Directions for this task | The entries shown next need to be written again word for word.

Saved entries

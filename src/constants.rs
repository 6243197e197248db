// Animation timing
pub const TICK_INTERVAL_MS: u64 = 16;
pub const TICK_SECONDS: f32 = 0.016;

// Scene timing
pub const TITLE_REVEAL_DELAY_MS: u64 = 2000;

// Viewport
pub const MAX_VIEWPORT_WIDTH: f32 = 1920.0;
pub const DEFAULT_VIEWPORT_WIDTH: f32 = 1920.0;
pub const DEFAULT_VIEWPORT_HEIGHT: f32 = 1080.0;

// Entity counts
pub const STAR_COUNT: usize = 50;
pub const FLOWER_COUNT: usize = 12;
pub const SMALL_FLOWERS_PER_FLOWER: usize = 2;
pub const GRASS_COUNT: usize = 400;
pub const PETAL_COUNT: usize = 8;

// Garden geometry
pub const FLOWER_PADDING: f32 = 100.0;
pub const SMALL_FLOWER_OFFSET: f32 = 70.0;
pub const SMALL_FLOWER_JITTER: f32 = 10.0;
pub const GRASS_MIN_HEIGHT: f32 = 20.0;
pub const GRASS_HEIGHT_RANGE: f32 = 60.0;
pub const STEM_HEIGHT: f32 = 220.0;
pub const SMALL_STEM_HEIGHT: f32 = 120.0;

// Growth and sway timing (seconds)
pub const FLOWER_GROW_STAGGER: f32 = 0.1;
pub const GRASS_GROW_SPAN: f32 = 1.5;
pub const SWAY_DELAY_RANGE: f32 = 2.0;
pub const PETAL_PULSE_LEAD_IN: f32 = 1.5;
pub const CENTER_POP_LEAD_IN: f32 = 2.3;

// Fireworks
pub const FIREWORK_INTERVAL_MS: u64 = 2000;
pub const FIREWORK_LIFETIME_MS: u64 = 1500;
pub const FIREWORK_SPAWN_PROBABILITY: f32 = 0.4;
pub const FIREWORK_SKY_FRACTION: f32 = 0.6;
pub const FIREWORK_PARTICLE_COUNT: usize = 8;
pub const FIREWORK_PARTICLE_REACH: f32 = 50.0;
pub const FIREWORK_RISE_SECONDS: f32 = 0.5;
pub const FIREWORK_BURST_SECONDS: f32 = 0.8;

// Spring physics defaults
pub const SPRING_STIFFNESS: f32 = 0.08;
pub const SPRING_DAMPING: f32 = 0.75;
pub const SPRING_THRESHOLD: f32 = 0.001;

// Letter card
pub const LETTER_WIDTH: f32 = 300.0;
pub const LETTER_PADDING: f32 = 40.0;
pub const LETTER_HOVER_SCALE: f32 = 0.05;
pub const LETTER_BORDER_RADIUS: f32 = 10.0;
pub const OPEN_BUTTON_BORDER_RADIUS: f32 = 20.0;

Completed exercise |
filename src/constants.rs
repository 6243197e197248db
// Animation timing
pub const TICK_INTERVAL_MS: u64 = 16;
pub const TICK_SECONDS: f32 = 0.016;

// Scene timing
pub const TITLE_REVEAL_DELAY_MS: u64 = 2000;

// Viewport
pub const MAX_VIEWPORT_WIDTH: f32 = 1920.0;
pub const DEFAULT_VIEWPORT_WIDTH: f32 = 1920.0;
pub const DEFAULT_VIEWPORT_HEIGHT: f32 = 1080.0;

// Entity counts
pub const STAR_COUNT: usize = 50;
pub const FLOWER_COUNT: usize = 12;
pub const SMALL_FLOWERS_PER_FLOWER: usize = 2;
pub const GRASS_COUNT: usize = 400;
pub const PETAL_COUNT: usize = 8;

// Garden geometry
pub const FLOWER_PADDING: f32 = 100.0;
pub const SMALL_FLOWER_OFFSET: f32 = 70.0;
pub const SMALL_FLOWER_JITTER: f32 = 10.0;
pub const GRASS_MIN_HEIGHT: f32 = 20.0;
pub const GRASS_HEIGHT_RANGE: f32 = 60.0;
pub const STEM_HEIGHT: f32 = 220.0;
pub const SMALL_STEM_HEIGHT: f32 = 120.0;

// Growth and sway timing (seconds)
pub const FLOWER_GROW_STAGGER: f32 = 0.1;
pub const GRASS_GROW_SPAN: f32 = 1.5;
pub const SWAY_DELAY_RANGE: f32 = 2.0;
pub const PETAL_PULSE_LEAD_IN: f32 = 1.5;
pub const CENTER_POP_LEAD_IN: f32 = 2.3;

// Fireworks
pub const FIREWORK_INTERVAL_MS: u64 = 2000;
pub const FIREWORK_LIFETIME_MS: u64 = 1500;
pub const FIREWORK_SPAWN_PROBABILITY: f32 = 0.4;
pub const FIREWORK_SKY_FRACTION: f32 = 0.6;
pub const FIREWORK_PARTICLE_COUNT: usize = 8;
pub const FIREWORK_PARTICLE_REACH: f32 = 50.0;
pub const FIREWORK_RISE_SECONDS: f32 = 0.5;
pub const FIREWORK_BURST_SECONDS: f32 = 0.8;

// Spring physics defaults
pub const SPRING_STIFFNESS: f32 = 0.08;
pub const SPRING_DAMPING: f32 = 0.75;
pub const SPRING_THRESHOLD: f32 = 0.001;

// Letter card
pub const LETTER_WIDTH: f32 = 300.0;
pub const LETTER_PADDING: f32 = 40.0;
pub const LETTER_HOVER_SCALE: f32 = 0.05;
pub const LETTER_BORDER_RADIUS: f32 = 10.0;
pub const OPEN_BUTTON_BORDER_RADIUS: f32 = 20.0;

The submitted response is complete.